No Natal de 1964, minha mãe estava hospitalizada após uma cirurgia invasiva. Lá estava eu, sentada no quarto do Hospital Samaritano, com os olhos adolescentes fixos na parafernália de tubos que haviam sido introduzidos nela, enquanto minha tia Nair, irmã de meu pai, ao lado da cama, assinava um cheque apoiando-o na própria bolsa, para que sua irmã Helena comprasse um peru para a ceia de Natal que se aproximava.
Imediatamente pensei no quanto minha mãe sofria e, ainda assim, precisava ouvir aquela discussão banal sobre o peso de um peru.
A cena me chocou profundamente e permanece viva na minha memória até hoje. Confesso que já superei a raiva, perdoei a desconsideração, mas a lembrança continua forte como um símbolo da alienação e da indiferença humana.
Na manhã seguinte, ao chegar em casa, fui direto ao altar onde Santa Terezinha e São Jorge eram diariamente reverenciados por minha mãe. Entre flores e velas, desabafei, com lágrimas nos olhos, a minha incompreensão por eles terem permitido mais uma dor àquela mulher que tanto os venerava.
Afinal, não poderiam ter interferido? Onde estava a misericórdia? Que santos protetores eram esses?
Por algum motivo que nunca entendi, fixei minha mágoa em Santa Terezinha, esquecendo-me completamente da inoperância de São Jorge. Ao longo dos anos, toda vez que o ônibus escolar passava diante da igreja dedicada a ela, eu virava o rosto para não a ver.
Hoje concluo que até na fé fui preconceituosa, atribuindo a culpa da “não intercessão” apenas à santa, uma mulher que representava uma fiel aliada de Deus. Essa atitude acabou moldando meu inconsciente, fazendo-me desenvolver certa desconfiança em relação às mulheres, algo que me acompanhou por boa parte da vida, levando-me a confiar quase exclusivamente nos homens.
Talvez daí venha o fato de eu ter tantos amigos do sexo masculino…
Seria coincidência ou reflexo inconsciente daquela velha ferida?
Tudo o que sei é que, na época, com a mente adolescente, eu acreditava que, sendo mulher, Santa Terezinha deveria ter-se condoído e impedido aquele ato abusivo e desumano, achei-a omissa e ingrata.
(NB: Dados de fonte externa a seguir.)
//! Server configuration loaded from environment variables.
//!
//! Every setting has a `PXE_` prefixed variable. Lookups go through a
//! caller-supplied function so the process environment is only read by
//! [`ServerConfig::from_env`].

use crate::error::PxeError;
use dhcp6::options::MAX_DNS_SERVERS;
use std::net::Ipv6Addr;
use std::path::PathBuf;
use std::str::FromStr;
use std::time::Duration;

/// Addresses in the pool when `PXE_POOL_SIZE` is unset
pub const DEFAULT_POOL_SIZE: u64 = 50;
/// Seconds, when `PXE_PREFERRED_LIFETIME` is unset
pub const DEFAULT_PREFERRED_LIFETIME: u32 = 550;
/// Seconds, when `PXE_VALID_LIFETIME` is unset
pub const DEFAULT_VALID_LIFETIME: u32 = 600;
/// Boot API request timeout when `PXE_BOOT_API_TIMEOUT_SECS` is unset
pub const DEFAULT_API_TIMEOUT_SECS: u64 = 5;

/// Where boot URLs come from
#[derive(Debug, Clone, PartialEq, Eq)]
pub enum BootSource {
    /// Per-machine lookups against a boot API
    Api { url: String, timeout: Duration },
    /// Per-machine table file
    File { path: PathBuf },
    /// One URL for UEFI HTTP boot clients, one for everyone else
    Static {
        http_boot_url: String,
        ipxe_boot_url: String,
    },
}

/// Settings for one DHCPv6 boot server
#[derive(Debug, Clone, PartialEq, Eq)]
pub struct ServerConfig {
    /// Address the DHCPv6 socket binds to
    pub listen_addr: Ipv6Addr,
    /// Interface on which the DHCPv6 server multicast group is joined
    pub interface_index: u32,
    /// Link-layer address the server DUID is derived from
    pub server_mac: Vec<u8>,
    /// Where boot URLs come from
    pub boot: BootSource,
    /// Preference option value; omitted from replies when unset
    pub preference: Option<u8>,
    /// Recursive DNS servers handed to clients that ask for them
    pub dns_servers: Vec<Ipv6Addr>,
    /// First address of the pool
    pub pool_start: Ipv6Addr,
    /// Number of addresses in the pool
    pub pool_size: u64,
    /// Preferred lifetime of granted addresses, in seconds
    pub preferred_lifetime: u32,
    /// Valid lifetime of granted addresses, in seconds
    pub valid_lifetime: u32,
}

impl ServerConfig {
    /// Load configuration from the process environment
    pub fn from_env() -> Result<Self, PxeError> {
        Self::from_lookup(|key| std::env::var(key).ok())
    }

    /// Load configuration from `lookup`, which maps a variable name to its value
    pub fn from_lookup<F>(lookup: F) -> Result<Self, PxeError>
    where
        F: Fn(&str) -> Option<String>,
    {
        let get = |key: &str| {
            lookup(key)
                .map(|value| value.trim().to_string())
                .filter(|value| !value.is_empty())
        };

        let server_mac = parse_mac(&required(&get, "PXE_SERVER_MAC")?)?;

        let boot = match get("PXE_BOOT_API_URL") {
            Some(url) => BootSource::Api {
                url,
                timeout: Duration::from_secs(parse_or(
                    &get,
                    "PXE_BOOT_API_TIMEOUT_SECS",
                    DEFAULT_API_TIMEOUT_SECS,
                )?),
            },
            None => match get("PXE_BOOT_TABLE") {
                Some(path) => BootSource::File {
                    path: PathBuf::from(path),
                },
                None => BootSource::Static {
                    http_boot_url: required(&get, "PXE_HTTP_BOOT_URL")?,
                    ipxe_boot_url: required(&get, "PXE_IPXE_BOOT_URL")?,
                },
            },
        };

        let dns_servers = match get("PXE_DNS_SERVERS") {
            Some(list) => list
                .split(',')
                .map(str::trim)
                .filter(|s| !s.is_empty())
                .map(|s| parse_value("PXE_DNS_SERVERS", s))
                .collect::<Result<Vec<Ipv6Addr>, _>>()?,
            None => Vec::new(),
        };

        let config = Self {
            listen_addr: parse_or(&get, "PXE_LISTEN_ADDR", Ipv6Addr::UNSPECIFIED)?,
            interface_index: parse_or(&get, "PXE_INTERFACE_INDEX", 0)?,
            server_mac,
            boot,
            preference: get("PXE_PREFERENCE")
                .map(|value| parse_value("PXE_PREFERENCE", &value))
                .transpose()?,
            dns_servers,
            pool_start: parse_value("PXE_POOL_START", &required(&get, "PXE_POOL_START")?)?,
            pool_size: parse_or(&get, "PXE_POOL_SIZE", DEFAULT_POOL_SIZE)?,
            preferred_lifetime: parse_or(
                &get,
                "PXE_PREFERRED_LIFETIME",
                DEFAULT_PREFERRED_LIFETIME,
            )?,
            valid_lifetime: parse_or(&get, "PXE_VALID_LIFETIME", DEFAULT_VALID_LIFETIME)?,
        };
        config.validate()?;
        Ok(config)
    }

    fn validate(&self) -> Result<(), PxeError> {
        if self.preferred_lifetime > self.valid_lifetime {
            return Err(PxeError::Configuration(format!(
                "PXE_PREFERRED_LIFETIME ({}) must not exceed PXE_VALID_LIFETIME ({})",
                self.preferred_lifetime, self.valid_lifetime
            )));
        }
        if self.dns_servers.len() > MAX_DNS_SERVERS {
            return Err(PxeError::Configuration(format!(
                "PXE_DNS_SERVERS lists {} servers, at most {} fit in a reply",
                self.dns_servers.len(),
                MAX_DNS_SERVERS
            )));
        }
        if self.pool_size == 0 {
            return Err(PxeError::Configuration(
                "PXE_POOL_SIZE must be greater than zero".to_string(),
            ));
        }
        if u128::from(self.pool_start)
            .checked_add(u128::from(self.pool_size - 1))
            .is_none()
        {
            return Err(PxeError::Configuration(format!(
                "pool of {} addresses starting at {} overflows the IPv6 address space",
                self.pool_size, self.pool_start
            )));
        }
        Ok(())
    }
}

fn required<G>(get: &G, key: &str) -> Result<String, PxeError>
where
    G: Fn(&str) -> Option<String>,
{
    get(key).ok_or_else(|| {
        PxeError::Configuration(format!("{} environment variable is required", key))
    })
}

fn parse_value<T>(key: &str, value: &str) -> Result<T, PxeError>
where
    T: FromStr,
    T::Err: std::fmt::Display,
{
    value
        .parse()
        .map_err(|e| PxeError::Configuration(format!("invalid {} {:?}: {}", key, value, e)))
}

fn parse_or<G, T>(get: &G, key: &str, default: T) -> Result<T, PxeError>
where
    G: Fn(&str) -> Option<String>,
    T: FromStr,
    T::Err: std::fmt::Display,
{
    match get(key) {
        Some(value) => parse_value(key, &value),
        None => Ok(default),
    }
}

/// Parse a colon-separated hex link-layer address such as `52:54:00:ab:cd:ef`
pub fn parse_mac(value: &str) -> Result<Vec<u8>, PxeError> {
    let invalid = || PxeError::Configuration(format!("invalid PXE_SERVER_MAC {:?}", value));
    let bytes = value
        .split(':')
        .map(|part| {
            if part.len() != 2 {
                return Err(invalid());
            }
            u8::from_str_radix(part, 16).map_err(|e| {
                PxeError::Configuration(format!("invalid PXE_SERVER_MAC {:?}: {}", value, e))
            })
        })
        .collect::<Result<Vec<u8>, _>>()?;
    if bytes.len() < 6 {
        return Err(invalid());
    }
    Ok(bytes)
}
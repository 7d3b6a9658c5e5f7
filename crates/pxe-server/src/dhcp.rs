//! DHCPv6 server transport.
//!
//! Receives client datagrams on UDP port 547 and answers each one from its
//! own tokio task: decode, acceptance checks, reply construction, encode,
//! send back to the source address. A failure in one task never stops the
//! receive loop.

use crate::error::PxeError;
use dhcp6::{AddressPool, BootConfiguration, Packet, PacketBuilder, Response};
use std::fmt;
use std::net::{Ipv6Addr, SocketAddr, SocketAddrV6};
use std::sync::Arc;
use tokio::net::UdpSocket;
use tokio::sync::watch;
use tracing::{debug, error, info, warn};

/// UDP port DHCPv6 servers listen on
pub const DHCPV6_SERVER_PORT: u16 = 547;

/// All_DHCP_Relay_Agents_and_Servers
pub const ALL_DHCP_RELAY_AGENTS_AND_SERVERS: Ipv6Addr =
    Ipv6Addr::new(0xff02, 0, 0, 0, 0, 0, 1, 2);

const MAX_DATAGRAM_LEN: usize = 65_535;

/// Turns one inbound datagram into an optional reply datagram
pub struct Dhcpv6Handler {
    builder: PacketBuilder,
    server_duid: Vec<u8>,
    boot_config: Arc<dyn BootConfiguration>,
    addresses: Arc<dyn AddressPool>,
}

impl fmt::Debug for Dhcpv6Handler {
    fn fmt(&self, f: &mut fmt::Formatter<'_>) -> fmt::Result {
        f.debug_struct("Dhcpv6Handler")
            .field("builder", &self.builder)
            .field("server_duid", &self.server_duid)
            .finish_non_exhaustive()
    }
}

impl Dhcpv6Handler {
    /// Handler answering as `server_duid` from the given collaborators
    pub fn new(
        builder: PacketBuilder,
        server_duid: Vec<u8>,
        boot_config: Arc<dyn BootConfiguration>,
        addresses: Arc<dyn AddressPool>,
    ) -> Self {
        Self {
            builder,
            server_duid,
            boot_config,
            addresses,
        }
    }

    /// DUID this server identifies itself with
    pub fn server_duid(&self) -> &[u8] {
        &self.server_duid
    }

    /// Answer `datagram`, or return `None` when nothing must be sent back
    pub async fn handle_datagram(&self, datagram: &[u8]) -> Option<Vec<u8>> {
        let request = match Packet::unmarshal(datagram) {
            Ok(request) => request,
            Err(e) => {
                debug!(error = %e, len = datagram.len(), "Dropping undecodable datagram");
                return None;
            }
        };

        if let Err(e) = request.should_discard(&self.server_duid) {
            debug!(error = %e, "Discarding packet");
            return None;
        }

        let response = self
            .builder
            .build_response(
                &request,
                &self.server_duid,
                self.boot_config.as_ref(),
                self.addresses.as_ref(),
            )
            .await;

        match response {
            Ok(Response::Ignored) => None,
            Ok(Response::Reply(reply)) => {
                debug!(msg_type = ?reply.msg_type, "Sending reply");
                Some(reply.marshal())
            }
            Ok(Response::Degraded { reply, error }) => {
                warn!(msg_type = ?reply.msg_type, error = %error, "Sending reply without all requested addresses");
                Some(reply.marshal())
            }
            Err(e) => {
                warn!(msg_type = ?request.msg_type, error = %e, "Not replying");
                None
            }
        }
    }
}

/// DHCPv6 server bound to a UDP socket
#[derive(Debug)]
pub struct Dhcpv6Server {
    socket: Arc<UdpSocket>,
    handler: Arc<Dhcpv6Handler>,
}

impl Dhcpv6Server {
    /// Bind `[listen_addr]:547` and join the DHCPv6 server multicast group
    /// on `interface_index`
    pub async fn bind(
        listen_addr: Ipv6Addr,
        interface_index: u32,
        handler: Dhcpv6Handler,
    ) -> Result<Self, PxeError> {
        let socket =
            UdpSocket::bind(SocketAddrV6::new(listen_addr, DHCPV6_SERVER_PORT, 0, 0)).await?;
        socket.join_multicast_v6(&ALL_DHCP_RELAY_AGENTS_AND_SERVERS, interface_index)?;
        info!(
            addr = %socket.local_addr()?,
            interface_index,
            group = %ALL_DHCP_RELAY_AGENTS_AND_SERVERS,
            "DHCPv6 server listening"
        );
        Ok(Self::from_socket(socket, handler))
    }

    /// Serve on an already bound socket
    pub fn from_socket(socket: UdpSocket, handler: Dhcpv6Handler) -> Self {
        Self {
            socket: Arc::new(socket),
            handler: Arc::new(handler),
        }
    }

    /// Address the socket is bound to
    pub fn local_addr(&self) -> Result<SocketAddr, PxeError> {
        Ok(self.socket.local_addr()?)
    }

    /// Receive and answer datagrams until `shutdown` turns true or its
    /// sender is dropped
    pub async fn run(&self, mut shutdown: watch::Receiver<bool>) -> Result<(), PxeError> {
        let mut buf = vec![0u8; MAX_DATAGRAM_LEN];
        loop {
            tokio::select! {
                changed = shutdown.changed() => {
                    if changed.is_err() || *shutdown.borrow() {
                        info!("DHCPv6 server stopping");
                        return Ok(());
                    }
                }
                received = self.socket.recv_from(&mut buf) => {
                    match received {
                        Ok((len, peer)) => self.spawn_reply(buf[..len].to_vec(), peer),
                        Err(e) => error!(error = %e, "Receiving datagram failed"),
                    }
                }
            }
        }
    }

    fn spawn_reply(&self, datagram: Vec<u8>, peer: SocketAddr) {
        let socket = Arc::clone(&self.socket);
        let handler = Arc::clone(&self.handler);
        tokio::spawn(async move {
            let Some(reply) = handler.handle_datagram(&datagram).await else {
                return;
            };
            if let Err(e) = socket.send_to(&reply, peer).await {
                warn!(peer = %peer, error = %e, "Sending reply failed");
            }
        });
    }
}
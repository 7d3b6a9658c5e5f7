//! PXE Boot Server
//!
//! DHCPv6 server for IPv6 network boot. Answers PXE and UEFI HTTP boot
//! clients with a leased address, a boot file URL and recursive DNS
//! servers, using the reply construction in the `dhcp6` crate.
//!
//! Configuration comes from `PXE_` environment variables; see
//! [`config::ServerConfig`].

pub mod config;
pub mod dhcp;
pub mod error;
pub mod server;

mod dhcp_test;

pub use config::*;
pub use dhcp::*;
pub use error::*;
pub use server::*;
O tempo passou, e em 1977 a mesma tia Nair, já debilitada num leito de hospital, incapaz de escrever o próprio nome, teve sua digital colhida e postada num testamento alterado do original, elaborado pelo setor jurídico de uma grande instituição religiosa e hospitalar, com a exigência e anuência de sua irmã Helena e de meu pai, assim, seus vastos bens foram distribuídos entre eles. Poucos dias depois, ela faleceu quase em completo abandono.
E assim compreendi que “tudo o que aqui se faz, aqui mesmo se paga”.
A Lei do Retorno é, de fato, implacável.